B&H has a very complex arrangement with several levels of government, from the state level, through the levels of the FB&H and RS entities, the Brcko District, the cantonal levels, to the lowest levels of the local community. B&H has 14 governments, including the Council of Ministers of B&H, with about 180 ministries in charge of various fields. Energy is at the entity level, and the coordination is conducted by the State Ministry of Foreign Trade and Economic Relations of B&H.

Such a complex administrative apparatus in B&H hinders many projects and represents a barrier to investment. Such is the case with OIE, where the biggest barriers are impassibility and lack of information, vertical and horizontal communication between different levels of government, the lack and mismatch of strategic and planning-spatial documents, and the consent of all decision-makers when issuing concessions for natural resources. The simplification of the licensing process, where international organizations in B&H together with local institutions currently operate, would facilitate the promotion and use of RES.

Some of the solutions could be training and creation of professional staff in order to work as effectively as possible on strategic planning at all levels of government, then harmonization of all strategic plans, harmonization of the given time for implementation. For example, the local level is delayed by the harmonization of the entity (cantonal) plans, thus imposing the need for planning at the municipal level (lower level plans), etc.

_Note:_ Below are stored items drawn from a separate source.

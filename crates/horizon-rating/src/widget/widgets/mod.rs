//! Standard widgets for Horizon Rating.
//!
//! - [`RatingView`]: A row of icons showing an editable rating
//! - [`IconSlot`]: One rating unit (empty icon plus full overlay)

mod icon_view;
mod rating_view;

pub use icon_view::{IconFill, IconSlot, IconView};
pub use rating_view::{
    fit_icon_size, InteractionState, RatingMode, RatingView, RatingViewDelegate,
    DEFAULT_MAX_RATING, DEFAULT_MIN_ICON_SIZE, DEFAULT_MIN_RATING, MAX_ICON_COUNT,
};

This would reduce the risks of investing such as technical and management risk, administrative and financial risks. Of course, the risks of sudden changes in the policies and social acceptance of the RES are also very important.

Who “finances” RES in B&H

In order to establish a framework for stimulating energy production from the RES, the segment of electricity was first considered and somewhat resolved. Thus, in order to stimulate the production of energy from the RES in both Entities, a legislative framework has been developed to encourage the generation of electricity from RES: (i) solar, hydro (up to 10MW), wind, biomass (solid and biogas). Interesting thing about biomass is that the action plans define the quotas for solid biomass, but also biogas, however, for incentives in the FBiH, biogas is not foreseen, at least for the moment. The incentive quotas for solar power plants have been completed by 2020 in FBiH, while in the RS there is still something free for power plants over 250kW on roofs. Other emerging technologies are still somewhat accessible, with the biggest interest in small hydropower plants, a wind that is almost completely occupied, although no WE has been put into operation, biogas, and only then solid biomass.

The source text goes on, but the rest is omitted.